Mais malgré cette manœuvre bien exécutée, Fitch reste prudente. L’agence souligne les vulnérabilités persistantes du Gabon, notamment des tensions de liquidité internes, un accès limité aux financements extérieurs promis, mais toujours non décaissés, ainsi qu’une dépendance structurelle aux recettes pétrolières.
Pétrole, déficit et avenir avec le FMI
Fitch projette un déficit budgétaire de 2,8 % du PIB en 2025, en se basant sur un baril de Brent à 65 dollars — loin du seuil d’équilibre budgétaire du Gabon, estimé à 85 dollars. Une réalité qui renforce la nécessité d’un dialogue renouvelé avec le Fonds monétaire international (FMI), surtout après l’élection présidentielle d’avril dernier. Le retour à un programme avec l’institution de Bretton Woods est perçu comme une étape clé pour restaurer la confiance des bailleurs.

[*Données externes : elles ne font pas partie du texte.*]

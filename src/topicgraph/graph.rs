//! Reader-facing topic graph: nodes plus order-preserving forward/reverse edge maps (spec §3,
//! §5, §8).
//!
//! Grounded on `noet-core`'s `BidGraph`, a typed registry of nodes with forward and reverse
//! adjacency bookkeeping, adapted here from a `petgraph`-backed representation to explicit
//! insertion-ordered adjacency lists — the spec requires per-node edge order to reflect authored
//! Topics order (§5 "Topic-graph edges retain insertion order per node"), which `petgraph`'s
//! linked-list adjacency does not guarantee on removal-and-reinsert.

use std::collections::HashMap;

use crate::{
    identifier::Identifier,
    topicgraph::node::{DocumentationNode, TopicGraphNode},
};

#[derive(Debug, Clone, Default)]
pub struct TopicGraph {
    nodes: HashMap<Identifier, TopicGraphNode>,
    documents: HashMap<Identifier, DocumentationNode>,
    forward: HashMap<Identifier, Vec<Identifier>>,
    reverse: HashMap<Identifier, Vec<Identifier>>,
}

impl TopicGraph {
    pub fn new() -> Self {
        TopicGraph::default()
    }

    pub fn insert_node(&mut self, node: TopicGraphNode) {
        let id = node.reference;
        self.nodes.insert(id, node);
        self.forward.entry(id).or_default();
        self.reverse.entry(id).or_default();
    }

    pub fn insert_document(&mut self, document: DocumentationNode) {
        self.documents.insert(document.reference, document);
    }

    /// Replace a node's payload in place without disturbing its edges (spec §3 `replaceNode`).
    pub fn replace_node(&mut self, node: TopicGraphNode) {
        let id = node.reference;
        self.forward.entry(id).or_default();
        self.reverse.entry(id).or_default();
        self.nodes.insert(id, node);
    }

    pub fn node(&self, id: Identifier) -> Option<&TopicGraphNode> {
        self.nodes.get(&id)
    }

    pub fn node_mut(&mut self, id: Identifier) -> Option<&mut TopicGraphNode> {
        self.nodes.get_mut(&id)
    }

    pub fn document(&self, id: Identifier) -> Option<&DocumentationNode> {
        self.documents.get(&id)
    }

    pub fn document_mut(&mut self, id: Identifier) -> Option<&mut DocumentationNode> {
        self.documents.get_mut(&id)
    }

    pub fn contains(&self, id: Identifier) -> bool {
        self.nodes.contains_key(&id)
    }

    pub fn node_ids(&self) -> impl Iterator<Item = Identifier> + '_ {
        self.nodes.keys().copied()
    }

    /// Add an edge `from -> to`, a no-op if it already exists (spec §4.6 pass 1: "if the target is
    /// not already a child of this page, add a topic-graph edge").
    pub fn add_edge(&mut self, from: Identifier, to: Identifier) -> bool {
        let forward = self.forward.entry(from).or_default();
        if forward.contains(&to) {
            return false;
        }
        forward.push(to);
        self.reverse.entry(to).or_default().push(from);
        true
    }

    pub fn remove_edge(&mut self, from: Identifier, to: Identifier) {
        if let Some(children) = self.forward.get_mut(&from) {
            children.retain(|child| *child != to);
        }
        if let Some(parents) = self.reverse.get_mut(&to) {
            parents.retain(|parent| *parent != from);
        }
    }

    /// Remove every edge touching `id`, in either direction (spec §4.6 "extended-symbol pruning":
    /// "remove its edges").
    pub fn remove_all_edges(&mut self, id: Identifier) {
        let children: Vec<Identifier> = self.forward.get(&id).cloned().unwrap_or_default();
        for child in children {
            self.remove_edge(id, child);
        }
        let parents: Vec<Identifier> = self.reverse.get(&id).cloned().unwrap_or_default();
        for parent in parents {
            self.remove_edge(parent, id);
        }
    }

    pub fn children(&self, id: Identifier) -> &[Identifier] {
        self.forward.get(&id).map(Vec::as_slice).unwrap_or(&[])
    }

    pub fn parents(&self, id: Identifier) -> &[Identifier] {
        self.reverse.get(&id).map(Vec::as_slice).unwrap_or(&[])
    }

    pub fn has_parent(&self, id: Identifier) -> bool {
        !self.parents(id).is_empty()
    }

    pub fn has_children(&self, id: Identifier) -> bool {
        !self.children(id).is_empty()
    }

    /// spec §8: "for every topic-graph edge (a,b) there is a corresponding reverse edge entry in
    /// reverseEdges[b] that contains a".
    pub fn is_consistent(&self) -> bool {
        self.forward.iter().all(|(from, children)| {
            children
                .iter()
                .all(|to| self.reverse.get(to).map(|parents| parents.contains(from)).unwrap_or(false))
        })
    }

    /// A deterministic hash of the graph's structure: every (parent, child) edge pair, sorted.
    /// Used for the round-trip/idempotence law in spec §8 ("re-registering the same inputs yields
    /// an identical topic-graph hash").
    pub fn structural_hash(&self) -> u64 {
        use std::hash::{Hash, Hasher};
        let mut edges: Vec<(Identifier, Identifier)> = self
            .forward
            .iter()
            .flat_map(|(from, children)| children.iter().map(move |to| (*from, *to)))
            .collect();
        edges.sort();
        let mut hasher = std::collections::hash_map::DefaultHasher::new();
        edges.hash(&mut hasher);
        hasher.finish()
    }
}

#[cfg(test)]
mod tests {
    use super::*;
    use crate::topicgraph::node::{ContentLocation, NodeKind};

    fn node(id: Identifier) -> TopicGraphNode {
        TopicGraphNode::new(id, NodeKind::Article, "title", ContentLocation::File("a.md".into()))
    }

    #[test]
    fn add_edge_is_idempotent_and_bidirectional() {
        let mut graph = TopicGraph::new();
        let a = Identifier::new();
        let b = Identifier::new();
        graph.insert_node(node(a));
        graph.insert_node(node(b));
        assert!(graph.add_edge(a, b));
        assert!(!graph.add_edge(a, b));
        assert_eq!(graph.children(a), &[b]);
        assert_eq!(graph.parents(b), &[a]);
        assert!(graph.is_consistent());
    }

    #[test]
    fn remove_edge_updates_both_maps() {
        let mut graph = TopicGraph::new();
        let a = Identifier::new();
        let b = Identifier::new();
        graph.insert_node(node(a));
        graph.insert_node(node(b));
        graph.add_edge(a, b);
        graph.remove_edge(a, b);
        assert!(graph.children(a).is_empty());
        assert!(graph.parents(b).is_empty());
    }

    #[test]
    fn edge_order_is_insertion_order() {
        let mut graph = TopicGraph::new();
        let a = Identifier::new();
        let children: Vec<Identifier> = (0..3).map(|_| Identifier::new()).collect();
        graph.insert_node(node(a));
        for child in &children {
            graph.insert_node(node(*child));
            graph.add_edge(a, *child);
        }
        assert_eq!(graph.children(a), children.as_slice());
    }

    #[test]
    fn remove_all_edges_detaches_node_in_both_directions() {
        let mut graph = TopicGraph::new();
        let parent = Identifier::new();
        let target = Identifier::new();
        let child = Identifier::new();
        for id in [parent, target, child] {
            graph.insert_node(node(id));
        }
        graph.add_edge(parent, target);
        graph.add_edge(target, child);
        graph.remove_all_edges(target);
        assert!(graph.children(parent).is_empty());
        assert!(graph.parents(child).is_empty());
    }

    #[test]
    fn structural_hash_is_stable_across_rebuild() {
        let mut first = TopicGraph::new();
        let a = Identifier::from_path("cat", "a");
        let b = Identifier::from_path("cat", "b");
        first.insert_node(node(a));
        first.insert_node(node(b));
        first.add_edge(a, b);

        let mut second = TopicGraph::new();
        second.insert_node(node(a));
        second.insert_node(node(b));
        second.add_edge(a, b);

        assert_eq!(first.structural_hash(), second.structural_hash());
    }
}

En parallèle, le pays est parvenu à mobiliser d’importants financements sur le marché régional : 4,1 % du PIB en 2024, et 3,1 % supplémentaires cette année, notamment sous forme de prêts amortissables à six ans avec un taux de 6,5 %. Une dynamique qui, malgré tout, a entraîné une hausse de 7 % du PIB de la dette intérieure, traduisant une stratégie de refinancement, mais aussi une pression accrue sur le long terme.
Un équilibre encore fragile
Pour l’heure, l’« Opération Mouele » apparaît comme un répit technique, salué pour son ingéniosité, mais insuffisant pour garantir une stabilité durable. La note « CCC » maintenue par Fitch souligne que le chemin reste semé d’embûches. La réussite du redressement économique dépendra largement de la gestion postélectorale, de la clarté du cadre budgétaire et du retour à un appui structurel international.
En somme, si le Gabon ne fait pas défaut, il n’est pas encore tiré d’affaire.